What you should know

  • World Wars I and II saw the development of ambulance corps to rapidly care for and remove injured soldiers from the battlefields.
  • During the Korean and Vietnam Wars, wounded soldiers could be saved by using helicopters to rapidly remove them from the battlefields to a medical unit.
  • In 1966 the National Academy of Science and the National Research Council released a “White Paper” outlining 10 critical points.

–  From these points the National Highway Safety Act was instituted in 1966.

–  The US Department of Transportation was also created.

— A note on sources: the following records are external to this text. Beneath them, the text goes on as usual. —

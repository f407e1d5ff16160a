use derive_more::Display;

use crate::types::{Coord, Index3};

pub type Result<T> = core::result::Result<T, VoxelFieldError>;

#[derive(Debug, Display, Clone, PartialEq)]
pub enum VoxelFieldError {
    /// Some axis has zero voxels.
    #[display("invalid grid dimensions {dims:?}: every axis needs at least one voxel")]
    InvalidDimensions { dims: Index3 },
    /// Some voxel spacing is zero, negative or not finite.
    #[display("invalid voxel spacing {spacing:?}: every axis needs a finite positive size")]
    InvalidSpacing { spacing: [Coord; 3] },
    #[display("voxel data holds {actual} labels, grid expects {expected}")]
    SizeMismatch { expected: usize, actual: usize },
    /// A voxel buffer was paired with a grid of different shape.
    #[display("voxel buffer shaped {buffer:?} does not fit a {grid:?} grid")]
    DimensionMismatch { grid: Index3, buffer: Index3 },
    #[display("voxel index {index:?} is outside a {dims:?} buffer")]
    IndexOutOfRange { index: Index3, dims: Index3 },
}

impl std::error::Error for VoxelFieldError {}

  • Paramedics are required to be licensed. This may also be called certification or credentialing. Performing functions as a paramedic prior to licensure is unlawful.
  • The standards for prehospital emergency care and the people who provide it are governed by the laws in each state and are typically regulated by a state office of EMS.
  • There are four levels of training: emergency medical responder, emergency medical technician, advanced emergency medical technician, and paramedic. At the paramedic level, personnel may perform invasive procedures under the direction of medical control.
  • Paramedics may be involved in a variety of types of transports, including transports to specialty centers that focus on specific types of care of specific populations. They may also perform interfacility transports.
  • Paramedics work with other health care providers and other public safety agencies. Becoming familiar with the roles and responsibilities of these parties will be beneficial when on EMS calls.
  • Continuing education programs expose paramedics to new research findings and refresh their skills and knowledge.
  • Each EMS system has a physician medical director who authorizes the providers in the service to provide medical care in the field. Medical control is off-line (indirect) or online (direct).
  • The paramedic profession contains expected standards and performance parameters as well as a code of ethics.
  • Professional attributes that a paramedic is expected to have include integrity, empathy, self-motivation, confidence, communication skills, teamwork, respect, patient advocacy, injury prevention efforts, careful delivery of service, time management skills, and administrative skills.
  • Some of the primary paramedic responsibilities include preparation, response, scene management, patient assessment and care, management and disposition, patient transfer and report, documentation, and return to service.
  • Quality control and continuous quality improvement are tools paramedics use to evaluate the care they provide to patients.
  • Research helps bring together the findings of many professionals involved in EMS and brings forth a consensus of what EMS personnel should or should not do. Types of research include quantitative and qualitative research.
  • There are many ethical considerations in conducting medical research. Researchers must obtain consent from all subjects, fully inform them of the research parameters, and ensure that the rights and welfare of subjects are protected.
  • Paramedics must know how to evaluate medical research. Become familiar with criteria for determining the quality of the research, including how to recognize peer-reviewed literature, and how to use the Internet for finding quality research articles.
  • Evidence-based practice is becoming an integral part of functioning as an EMS provider. Engage in reviewing medical literature as it becomes available, and make efforts to stay on top of changing guidelines related to your practice of paramedicine.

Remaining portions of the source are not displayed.